Predicting cognitive decline
A dementia risk score vs the Framingham vascular risk scores
- Sara Kaffashian, PhD,
- Aline Dugravot, MSc,
- Alexis Elbaz, MD, PhD,
- Martin J. Shipley, MSc,
- Séverine Sabia, PhD,
- Mika Kivimäki, PhD and
- Archana Singh-Manoux, PhD
- Correspondence to Dr. Kaffashian: email@example.com
doi: 10.1212/WNL.0b013e31828ab370 Neurology April 2, 2013 vol. 80 no. 14 1300-1306
- Also available:
- Data Supplement
Objective: Our aim was to compare 2 Framingham vascular risk scores with a dementia risk score in relation to 10-year cognitive decline in late middle age.

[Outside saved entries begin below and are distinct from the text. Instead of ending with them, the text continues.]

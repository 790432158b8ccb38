//! Shutdown coordination.

use crate::error::Result;

use super::ImageDownloader;

/// Upper bound on waiting for in-flight tasks during shutdown
const SHUTDOWN_TIMEOUT: std::time::Duration = std::time::Duration::from_secs(30);

impl ImageDownloader {
    /// Gracefully shut down the downloader
    ///
    /// This method performs a graceful shutdown sequence:
    /// 1. Stops accepting new submissions
    /// 2. Cancels background services (cleanup sweep, API server)
    /// 3. Waits for in-flight tasks to finish with a timeout (30 seconds)
    ///
    /// In-flight tasks are never aborted; a task still running when the
    /// timeout expires keeps going until the runtime itself stops.
    pub async fn shutdown(&self) -> Result<()> {
        tracing::info!("Initiating graceful shutdown");

        // 1. Stop accepting new tasks
        self.accepting_new
            .store(false, std::sync::atomic::Ordering::SeqCst);
        tracing::info!("Stopped accepting new tasks");

        // 2. Stop background services
        self.shutdown_token.cancel();
        tracing::info!("Signaled background services to stop");

        // 3. Wait for running tasks
        self.tasks.close();
        tracing::debug!(running = self.tasks.len(), "Waiting for running tasks");
        match tokio::time::timeout(SHUTDOWN_TIMEOUT, self.tasks.wait()).await {
            Ok(()) => tracing::info!("All running tasks completed"),
            Err(_) => tracing::warn!(
                running = self.tasks.len(),
                "Timeout waiting for tasks to complete, proceeding with shutdown"
            ),
        }

        tracing::info!("Graceful shutdown complete");
        Ok(())
    }

    /// Whether new submissions are still accepted
    pub fn is_accepting(&self) -> bool {
        self.accepting_new.load(std::sync::atomic::Ordering::SeqCst)
    }

    /// Token cancelled when shutdown begins
    pub fn shutdown_token(&self) -> tokio_util::sync::CancellationToken {
        self.shutdown_token.clone()
    }
}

Methods: Participants were men and women with mean age of 55.6 years at baseline, from the Whitehall II study, a longitudinal British cohort study. We compared the Framingham general cardiovascular disease risk score and the Framingham stroke risk score with the Cardiovascular Risk Factors, Aging and Dementia (CAIDE) risk score that uses risk factors in midlife to estimate risk of late-life dementia. Cognitive tests included reasoning, memory, verbal fluency, vocabulary, and global cognition, assessed 3 times over 10 years.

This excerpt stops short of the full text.